How Little Could the Cubs Pay for a Pitcher?

Robbie Ray agreed last week to a one-year contract in which the Blue Jays will pay him eight million dollars to pitch for them. Ray, 29 years old, has upwards of 800 MLB innings under his belt. Over those innings, he’s compiled a 4.26 ERA. Over the 2020 season, that ERA was an unsightly 6.62. Back in 2019, it was 4.34.

I say this to point out that Ray is relatively young, relatively good, and somewhere in between a trusted arm and a full-on reclamation project. FanGraphs has him pegged for 2.0 fWAR in 2021, but my guess, based on those 2020 numbers, is that his error bars are a bit wider than the median pitcher. Meaning, while the Blue Jays paid for $4M/WAR, one would guess that to be on the bottom end of the $/WAR range, were this the only data point (and at this point, it kind of is the only data point—everything else is team rejections of prices at the high end, beyond a few qualifying offers that ranged from $7.6M/WAR [Stroman and Gausman] to $4.7M/WAR [Springer and Realmuto] but aren’t hugely indicative of the market because those players are likely still hoping for solid long-term deals).

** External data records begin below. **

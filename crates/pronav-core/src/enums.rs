//! Enumeration types used throughout the simulation.

use serde::{Deserialize, Serialize};

/// Guidance law flown by a guided missile.
#[derive(Debug, Clone, Copy, Default, PartialEq, Eq, Hash, Serialize, Deserialize)]
pub enum GuidanceKind {
    /// Lead pursuit toward a point scaled off the line of sight.
    SimplePN,
    /// Closed-form intercept from the cosine-law quadratic.
    QuadraticPN,
    /// Proportional lead-angle controller.
    BasicLOS,
    /// Forward-simulated impact prediction with a filtered aim point.
    #[default]
    Advanced,
}

impl GuidanceKind {
    pub const ALL: [GuidanceKind; 4] = [
        GuidanceKind::SimplePN,
        GuidanceKind::QuadraticPN,
        GuidanceKind::BasicLOS,
        GuidanceKind::Advanced,
    ];

    /// The next law in cycling order.
    pub fn next(self) -> Self {
        match self {
            GuidanceKind::SimplePN => GuidanceKind::QuadraticPN,
            GuidanceKind::QuadraticPN => GuidanceKind::BasicLOS,
            GuidanceKind::BasicLOS => GuidanceKind::Advanced,
            GuidanceKind::Advanced => GuidanceKind::SimplePN,
        }
    }
}

/// Missile airframe.
#[derive(Debug, Clone, Copy, Default, PartialEq, Eq, Serialize, Deserialize)]
pub enum MissileKind {
    /// Aerodynamic missile with a rocket motor.
    #[default]
    Guided,
    /// Thruster-steered kill vehicle without aerodynamic surfaces.
    KillVehicle,
}

/// Kinematic behaviour of a spawned target.
#[derive(Debug, Clone, Copy, Default, PartialEq, Eq, Serialize, Deserialize)]
pub enum TargetProfile {
    Static,
    Linear,
    Rotating,
    /// Random-walk spin and velocity.
    Erratic,
    /// Pick one of the concrete profiles at spawn time.
    #[default]
    Random,
}

impl TargetProfile {
    pub const CONCRETE: [TargetProfile; 4] = [
        TargetProfile::Static,
        TargetProfile::Linear,
        TargetProfile::Rotating,
        TargetProfile::Erratic,
    ];
}

/// Flight phase of a missile.
#[derive(Debug, Clone, Copy, Default, PartialEq, Eq, Serialize, Deserialize)]
pub enum FlightPhase {
    /// Spawned, not yet integrated.
    #[default]
    Launched,
    /// Burning boost fuel.
    Boosting,
    /// Burning sustainer fuel.
    Cruising,
    /// Fuel exhausted.
    Coasting,
    Expired,
}

/// Why a missile left the simulation.
#[derive(Debug, Clone, Copy, PartialEq, Eq, Serialize, Deserialize)]
pub enum ExpiryReason {
    /// Lifespan exceeded.
    Timeout,
    /// Out of fuel and below the minimum speed.
    FuelExhausted,
    OutOfBounds,
    /// Target destroyed or removed.
    TargetLost,
    /// Guidance detected a miss with expire-on-miss enabled.
    Missed,
    /// Struck a target.
    Impact,
}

What to take away from this as a Cubs fan? Nothing we didn’t already know:

  • Free agents are going to be cheaper than the $8M/WAR we saw last offseason.
  • Because of that, there’s likely going to be some hesitation from players to agree to extensions and long-term contracts.

But while it doesn’t teach us much, it does give us some numbers on things, especially for one-year deals. The Cubs could plausibly get Jon Lester for under four million dollars. The Cubs could plausibly get someone like J.A. Happ for under ten million. Is it certain those will be the going rates for these pitchers? Of course not. But it’s an indicator.

More than that, it’s a reminder of how little we know about how arbitration will play out this year. We may get fairly routine salaries. We may get a lot of arbitration-avoiding one-year deals from players cutting their losses. It’s possible there’ll be players who swim against the tide and lock into longer-term arrangements, and it’s possible the Cubs will have some of those players. It’s also possible there’ll be teams who swim against the tide and get aggressive. It’s unlikely, from previous years, that the Cubs will be one of those teams. For now, the best assumption is probably that the Cubs will push for pretty big concessions from their arbitrating players, leaving it on the players to balk in the game of chicken. But we’ll see. There’s a lot we don’t know, and things like coronavirus-vaccine news aren’t meaningless in these evaluations.

The outlook remains murky. News could come any day or not ‘til arbitration. But the market is at least starting to start to take shape.